Nous courrons toujours autant. Voire plus ? Le fast a encore de l’avenir. En revanche, le slow food a de plus en plus d’adeptes.  Les consommateurs se renseignent sur les produits qu’ils consomment. Après les scandales de la vache folle, de la grippe aviaire…une conscience du bien-manger s’est éveillée et plus récemment la fraude à la viande de cheval.
Un besoin de consommer autrement, notamment en se remettant au fourneau ….

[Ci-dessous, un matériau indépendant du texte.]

//! Metamorphic query rewrites.
//!
//! A transformer maps a SELECT onto groups of queries whose result sets
//! must agree on a correct engine. Each group is checked independently by
//! the orchestrator's oracle.

use crate::model::query::{QueryNode, SelectStmt};

mod norec;
mod tlp;

pub use norec::NoRec;
pub use tlp::{TlpLocation, TlpTrans};

/// A rewrite from one query into groups of equivalent variants.
pub trait Transformer {
    fn transform(&self, stmt: &SelectStmt) -> Vec<Vec<QueryNode>>;
}

/// Apply every transformer and concatenate their groups.
pub fn apply(transformers: &[&dyn Transformer], stmt: &SelectStmt) -> Vec<Vec<QueryNode>> {
    transformers
        .iter()
        .flat_map(|t| t.transform(stmt))
        .collect()
}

Comment expliquer autrement ce succès grandissant des cours de cuisine ? Jean-Paul Thibert, ancien chef étoilé à Dijon, pionner dès les années 2000 des cours de cuisine: « Après les carottes râpées du supermarché en semaine, les gens ont besoin de redécouvrir le goût du produit vrai, de l’aliment originel qui respecte le terroir. Alors le week-end,  on cuisine de  bons petits plats pour ses amis et sa famille ».
 
Pour comprendre ce phénomène sociétal, retour dans le passé.  En 68, l’heure n’est pas à cuisiner ustensiles à la main mais plutôt à créer une société différente, pavé à la main.  Les femmes se sont retrouvées derrière des bureaux, et une fois rentrées au domicile, elles  se retrouvaient quand même avec le tablier pour servir des repas non cuisinés  par manque de temps. Résultat : la génération post 68 ne sait plus cuisiner. Il faut donc réapprendre auprès d’un chef !  Et la symbolique du chef est forte dans une société en mouvance perpétuelle, en quête de repères. Il en trouve dans cette identité du chef : patron d’une brigade, père spirituel qui inspire ses seconds.

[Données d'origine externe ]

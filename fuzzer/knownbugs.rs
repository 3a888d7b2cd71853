//! The known-bug filter.
//!
//! Some mismatch shapes correspond to already-reported engine behavior or
//! to comparisons the engines are allowed to answer differently; reports
//! matching the catalogue are suppressed so the loop keeps hunting.

use sql_gen::model::expr::Expr;
use sql_gen::model::query::SelectStmt;
use sql_gen::model::value::{CmpOp, PivotRows, Value};
use sql_gen::ColumnTypeKind;

type Check = fn(&SelectStmt, &PivotRows) -> bool;

/// Equality on floating-point operands: the engine compares at a
/// different precision than the row rendering we sampled, so a pivot row
/// can legitimately drop out of the result set.
fn float_equality(stmt: &SelectStmt, _pivot: &PivotRows) -> bool {
    let mut found = false;
    stmt.where_clause.walk(&mut |node| {
        if let Expr::Cmp { op, left, right } = node {
            if matches!(op, CmpOp::Eq | CmpOp::Ne) && (is_float(left) || is_float(right)) {
                found = true;
            }
        }
    });
    found
}

fn is_float(expr: &Expr) -> bool {
    match expr {
        Expr::Column(c) => c.column_type.kind == ColumnTypeKind::Float,
        Expr::Value(Value::Float(_)) => true,
        Expr::Arith { left, right, .. } => is_float(left) || is_float(right),
        _ => false,
    }
}

const CATALOGUE: &[Check] = &[float_equality];

/// Where suppressed reports go.
pub struct Dustbin<'a> {
    stmt: &'a SelectStmt,
    pivot: &'a PivotRows,
}

impl<'a> Dustbin<'a> {
    pub fn new(stmt: &'a SelectStmt, pivot: &'a PivotRows) -> Self {
        Dustbin { stmt, pivot }
    }

    pub fn is_known_bug(&self) -> bool {
        CATALOGUE.iter().any(|check| check(self.stmt, self.pivot))
    }
}

#[cfg(test)]
mod tests {
    use super::*;
    use sql_gen::model::query::FromClause;
    use sql_gen::{CiStr, Column, ColumnType};

    fn select_where(where_clause: Expr) -> SelectStmt {
        SelectStmt {
            hint: None,
            fields: vec![],
            from: FromClause {
                base: CiStr::new("t"),
                joins: vec![],
            },
            where_clause,
        }
    }

    fn col(kind: ColumnTypeKind) -> Expr {
        Expr::Column(Column::new("t", "c", ColumnType::new(kind)))
    }

    #[test]
    fn float_equality_is_suppressed() {
        let stmt = select_where(Expr::cmp(
            CmpOp::Eq,
            col(ColumnTypeKind::Float),
            Expr::Value(Value::Float(1.5)),
        ));
        let pivot = PivotRows::new();
        assert!(Dustbin::new(&stmt, &pivot).is_known_bug());
    }

    #[test]
    fn float_ordering_is_reported() {
        let stmt = select_where(Expr::cmp(
            CmpOp::Lt,
            col(ColumnTypeKind::Float),
            Expr::Value(Value::Float(1.5)),
        ));
        let pivot = PivotRows::new();
        assert!(!Dustbin::new(&stmt, &pivot).is_known_bug());
    }

    #[test]
    fn integer_equality_is_reported() {
        let stmt = select_where(Expr::cmp(
            CmpOp::Eq,
            col(ColumnTypeKind::Int),
            Expr::Value(Value::Int(3)),
        ));
        let pivot = PivotRows::new();
        assert!(!Dustbin::new(&stmt, &pivot).is_known_bug());
    }

    #[test]
    fn float_equality_nested_in_logic_is_found() {
        let inner = Expr::cmp(
            CmpOp::Ne,
            col(ColumnTypeKind::Float),
            Expr::Value(Value::Null),
        );
        let stmt = select_where(Expr::not(inner));
        let pivot = PivotRows::new();
        assert!(Dustbin::new(&stmt, &pivot).is_known_bug());
    }
}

Ce sont dans les grandes villes et leurs grands établissements étoilés que les premiers cours de cuisine ont vu le jour. En Bourgogne, la famille Lorain à Joigny inaugure les premiers cours dans les années 70. C’est dans les années 90 qu’ils se démocratisent grâce aux écoles hôtelières de la région. Le mouvement prend alors de l’ampleur avec les cours dispensés par les chefs dans leurs cuisines ou dans celles des particuliers. Depuis vingt ans, la tendance est allée crescendo. Un reflet de notre société en quête d’identité…
 
Nouveaux  repères
La cuisine de nos grands-mères était surtout dictée par la nécessité de nourrir la famille. Aujourd’hui, le consommateur retrouve le plaisir du goût à travers la gastronomie. D’après Stéphane Derbord, président des restaurateurs de l’UMIH (**), « la gastronomie est un moyen d’expression, accessible à tous. La gastronomie, c’est le partage des émotions ». Tout en gardant les repères d’hier, on va à la découverte de la nouveauté. La curiosité instaure un dialogue dans l’assiette. On ajoute un nouvel ingrédient dans la soupe d’antan et tout est différent». A Pernand-Vergelesses,  Laurent Peugeot, chef étoilé du Charlemagne,  mêle avec brio innovation et tradition.
 
Vincent Bourdon, chef des Œnophiles, Thomas Le Courbe, ou l’étoilé de la Place Wilson à Dijon reconnaissent que « les émissions de téléréalité, c’est bien pour le métier. Ca remplit les écoles hôtelières ». Les téléspectateurs ont « envie de découvrir de nouveaux plats, de nouveaux ingrédients » renchérit Thomas Le Courbe. D’ailleurs, le chef du restaurant éponyme Stéphane Derbord ajoute « Les consommateurs ont du talent, de la créativité. Ils ne sont pas comme nous les pros, parfois enfermés dans des clivages traditionnels. Ils osent des accords ! Ils sont inventifs aussi  parce qu’ils n’ont pas toujours le matériel nécessaire, alors ils improvisent. D’ailleurs moins bien ne veut pas dire moins bon ». Et du moment qu’il y a un « partage authentique entre amis, c’est bien là l’essentiel », martèle M. Stéphane Derbord. … Des valeurs que partagent les chefs étoilés Cédric Burtin de l’Amaryllis à Chalon sur Saône et Jérôme Brochot, chef de son Hôtel-Restaurant Le France à Montceau-les-Mines.
 
Risque de dérives
Egalement délégué régional des maitres cuisiniers de France, Stéphane Derbord met en garde sur les dérives de cette télé-réalité qui « met en scène des émotions artificielles arrachées au candidat. La télé-réalité démocratise mais elle banalise aussi. Si la télé-réalité aboutit souvent à une démolition psychologique, un repas simple entre amis, c’est une construction qui amène à l’émotion partagée ».
 
Le chef des Œnophiles se positionne sur le même credo : « les métiers de la restauration restent des métiers difficiles. Moins qu’autrefois bien sûr, mais ces sont des métiers exigeants qui demandent beaucoup de travail ». De son côté Thomas Le Courbe déplore ce décalage entre pro et simili pro : « le  métier de restaurateur n’est pas protégé, contrairement au CAP coiffure ! N’importe qui peut monter une cuisine à domicile et acheter des plats semi-préparés. »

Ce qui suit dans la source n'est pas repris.